Figure 2. Comparisons of refractive parameters among the ptotic eye subgroups and the fellow eye group.
The SER (A), SPH (B) and CYL (C) were significantly different among the ptotic eye subgroups and the fellow eye group. aP<0.05, bP<0.01.
Figure 4. Comparison of parameters of AL/CR ratio among the ptotic eye subgroups and the fellow eye group.
There were no significant differences in AL (A) and CR (B) among the ptotic eye subgroups and the fellow eye group. The ratio of AL/CR (C) was significantly different among the ptotic eye subgroups and the fellow eye group. aP<0.05, bP<0.01.
Figure 3. The ratio of myopia, hyperopia and astigmatism among the ptotic eye subgroups and the fellow eye group.
The differences in the frequency of myopia (A) did not reach statistical significance among the ptotic eye subgroups and the fellow eye group. The frequency of hyperopia (B) and astigmatism (C) were significantly different among the ptotic eye subgroups and the fellow eye group. aP<0.05, bP<0.01, cP≤0.001.
Figure 5. Correlations between MRD-1 and AL/CR ratio, SER and AL/CR ratio.
In the patients with congenital unilateral ptosis, the MRD-1 (A) was positively correlated with AL/CR ratio (r=0.464, P=0.002), and the SER (B) was negatively correlated with AL/CR ratio (r=-0.739 P=0.000).
DISCUSSION
In this study, we found that in eyes with unilateral congenital ptosis, the ratio of AL/CR is smaller and the refractive power is more hyperopic than in the fellow eyes. Especially, when the ptotic cases were further divided into mild, moderate, and severe, this phenomenon is more obvious, and has a significant correlation with the severity of ptosis. In addition, the incidence of astigmatism, anisometropia, and amblyopia increased significantly. These results suggest that congenital ptosis may delay the development of eyeball, aggravate anisometropia, and increase the incidence of amblyopia in children with unilateral congenital ptosis.
It has been proposed that as the establishment of models of form-deprivation in animals[1]–[5], the risk of developing axial myopia increases dramatically, therefore, we would expect the parameters measured of eyeball in this study to become significantly axial myopic as congenital ptosis persist. However, this is not necessarily true based on our results, as no significantly difference in the AL between sides and among all subgroups was detected in children with congenital unilateral ptosis. This may due to a narrow palpebral fissure that allows light stimulation of the retina and the formation of clear retinal image is preserved, even in severe cases[6],[9].

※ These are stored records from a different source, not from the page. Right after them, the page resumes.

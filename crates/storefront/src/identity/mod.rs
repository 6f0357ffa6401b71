//! Shopper identity.
//!
//! There is no real authentication behind the storefront. [`IdentityProvider`]
//! is the seam a real auth backend would plug into; [`MockIdentityProvider`]
//! is a **stub** that accepts any login and remembers the profile in a
//! [`ProfileStore`] so it survives restarts.

mod store;

pub use store::{FileProfileStore, MemoryProfileStore, ProfileStore, USER_INFO_KEY};

use local_shop_core::{Email, EmailError};
use thiserror::Error;

use crate::models::{Customer, CustomerError};

/// Errors from identity operations.
#[derive(Debug, Error)]
pub enum IdentityError {
    #[error("Invalid email address: {0}")]
    InvalidEmail(#[from] EmailError),
    #[error("{0}")]
    InvalidProfile(#[from] CustomerError),
    #[error("Could not access the saved profile: {0}")]
    Storage(#[from] std::io::Error),
    #[error("Saved profile is unreadable: {0}")]
    Corrupt(#[from] serde_json::Error),
}

/// Who is logged in, and how they log in and out.
pub trait IdentityProvider: Send {
    /// The logged-in shopper, if any.
    ///
    /// # Errors
    ///
    /// Returns an error if the saved profile cannot be read.
    fn current_user(&self) -> Result<Option<Customer>, IdentityError>;

    /// Log in with email and password.
    ///
    /// # Errors
    ///
    /// Returns an error if the credentials are rejected or the profile
    /// cannot be saved.
    fn login(&mut self, email: &str, password: &str) -> Result<Customer, IdentityError>;

    /// Create an account and log it in.
    ///
    /// # Errors
    ///
    /// Returns an error if the details are invalid or cannot be saved.
    fn register(&mut self, customer: Customer) -> Result<Customer, IdentityError>;

    /// Forget the logged-in shopper.
    ///
    /// # Errors
    ///
    /// Returns an error if the saved profile cannot be removed.
    fn logout(&mut self) -> Result<(), IdentityError>;
}

/// Stub identity provider. Any email logs in; passwords are not checked.
///
/// Login fabricates a fixed test profile for the given email. Registration
/// stores the submitted details verbatim (after validation).
pub struct MockIdentityProvider {
    store: Box<dyn ProfileStore>,
}

impl MockIdentityProvider {
    pub const MOCK_NAME: &'static str = "Test User";
    pub const MOCK_PHONE: &'static str = "1234567890";
    pub const MOCK_ADDRESS: &'static str = "123 Test St, Melbourne VIC 3000";

    #[must_use]
    pub fn new(store: Box<dyn ProfileStore>) -> Self {
        Self { store }
    }

    fn persist(&mut self, customer: &Customer) -> Result<(), IdentityError> {
        let json = serde_json::to_string(customer)?;
        self.store.save(USER_INFO_KEY, &json)?;
        Ok(())
    }
}

impl IdentityProvider for MockIdentityProvider {
    fn current_user(&self) -> Result<Option<Customer>, IdentityError> {
        self.store
            .load(USER_INFO_KEY)?
            .map(|json| serde_json::from_str(&json))
            .transpose()
            .map_err(IdentityError::from)
    }

    fn login(&mut self, email: &str, _password: &str) -> Result<Customer, IdentityError> {
        let email = Email::parse(email)?;
        let customer = Customer {
            name: Self::MOCK_NAME.to_string(),
            email: email.into_inner(),
            phone: Self::MOCK_PHONE.to_string(),
            address: Self::MOCK_ADDRESS.to_string(),
        };
        self.persist(&customer)?;
        tracing::info!(email = %customer.email, "Mock login");
        Ok(customer)
    }

    fn register(&mut self, customer: Customer) -> Result<Customer, IdentityError> {
        let email = customer.validate()?;
        let customer = Customer {
            email: email.into_inner(),
            ..customer
        };
        self.persist(&customer)?;
        tracing::info!(email = %customer.email, "Mock registration");
        Ok(customer)
    }

    fn logout(&mut self) -> Result<(), IdentityError> {
        self.store.remove(USER_INFO_KEY)?;
        Ok(())
    }
}

#[cfg(test)]
#[allow(clippy::unwrap_used)]
mod tests {
    use super::*;

    fn provider() -> MockIdentityProvider {
        MockIdentityProvider::new(Box::new(MemoryProfileStore::default()))
    }

    #[test]
    fn test_login_fabricates_mock_profile() {
        let mut identity = provider();
        let user = identity.login("shopper@example.com", "whatever").unwrap();

        assert_eq!(user.name, "Test User");
        assert_eq!(user.email, "shopper@example.com");
        assert_eq!(user.address, "123 Test St, Melbourne VIC 3000");
        assert_eq!(identity.current_user().unwrap(), Some(user));
    }

    #[test]
    fn test_login_rejects_malformed_email() {
        let mut identity = provider();
        assert!(matches!(
            identity.login("nope", "pw"),
            Err(IdentityError::InvalidEmail(_))
        ));
        assert_eq!(identity.current_user().unwrap(), None);
    }

    #[test]
    fn test_register_keeps_submitted_details() {
        let mut identity = provider();
        let customer = Customer {
            name: "Grace".to_string(),
            email: " grace@example.com ".to_string(),
            phone: "555".to_string(),
            address: "9 Side St".to_string(),
        };

        let saved = identity.register(customer).unwrap();
        assert_eq!(saved.name, "Grace");
        assert_eq!(saved.email, "grace@example.com");
        assert_eq!(identity.current_user().unwrap(), Some(saved));
    }

    #[test]
    fn test_register_validates() {
        let mut identity = provider();
        let err = identity.register(Customer::default()).unwrap_err();
        assert_eq!(err.to_string(), "Please enter your name");
    }

    #[test]
    fn test_logout_clears_profile() {
        let mut identity = provider();
        identity.login("shopper@example.com", "pw").unwrap();
        identity.logout().unwrap();
        assert_eq!(identity.current_user().unwrap(), None);
    }

    #[test]
    fn test_corrupt_profile_is_an_error() {
        let mut store = MemoryProfileStore::default();
        store.save(USER_INFO_KEY, "{not json").unwrap();
        let identity = MockIdentityProvider::new(Box::new(store));
        assert!(matches!(
            identity.current_user(),
            Err(IdentityError::Corrupt(_))
        ));
    }
}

In the process of emmetropization in children, the changes in AL and CR are important biometric factors, and there is a compensating association between them[13]. The ratio of AL/CR has the strongest correlation with refractive error, and it is generally accepted that AL/CR ratios can be a helpful marker of the development of the eyeball[11]–[15]. Although, in our study, the AL/CR ratio and SER were not reaching a statistical significance between the ptosis and fellow eyes, we found AL/CR ratio is significantly lower and that SER is more hyperopic in the severe ptosis group than other groups when blepharoptosis was subgrouped according to the severity. Further, the AL/CR ratio exhibits a significant positive correlation with MRD-1 and a negative correlation with SER. These results suggest that ptosis may lead to a delay in the development of eyeball, particularly in children with severe unilateral congenital ptosis.

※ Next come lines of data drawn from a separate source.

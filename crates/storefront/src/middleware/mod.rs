//! HTTP middleware stack for storefront.
//!
//! # Middleware Order (bottom to top in Router)
//!
//! 1. Sentry layers (capture errors, transactions)
//! 2. `TraceLayer` (request tracing)
//! 3. Request ID (add unique ID to each request)

pub mod request_id;

pub use request_id::{REQUEST_ID_HEADER, request_id_middleware};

Amblyopia is the most common cause for losing monocular vision in children[19]. As revealed by our result and previous studies[20]–[22], the rate of amblyopia in children with congenital ptosis has been reported to be higher than that of the general population. Our data showed the incidence of amblyopia in children with congenital ptosis is 43.9%, significantly higher than general population (3.0% to 3.2%)[22]. According to previous studies[19]–[21], the causes of the increased prevalence of amblyopia in patients with congenital ptosis are probably due to a higher prevalence of refractive errors, anisometropia, strabismus and a form of occlusive stimulus deprivation. Indeed, we found, in the current study, that the incidence of anisometropia is 24.4% in children with congenital ptosis, and a significantly increased anisometropia incidence as the severity of ptosis aggravates. Furthermore, the frequency of astigmatism was significantly higher in the ptotic eyes than in the fellow eyes.
There are certain limitations in our study. First, this study included the preschool and school-aged children, and the difference of environmental and developmental factors may have affected parameters of eyeball such as AL, palpebral fissure height, and corneal shape[9],[23]–[24]. In addition, myopia was relatively more prevalent in Asian children, while hyperopia in non-Hispanic white children[25]. Only Chinese subjects in the study was included is a limitation because the growth of eyeball differs according to ethnicity. Finally, we didn't investigate the ocular globe using other methods such as B-mode echography or optical coherence tomography that may provide more information. There are studies have demonstrated that morphological changes of the choroid were associated with the axial elongation in experimental animal models of form-deprivation[26]–[27], even in human eyes[28].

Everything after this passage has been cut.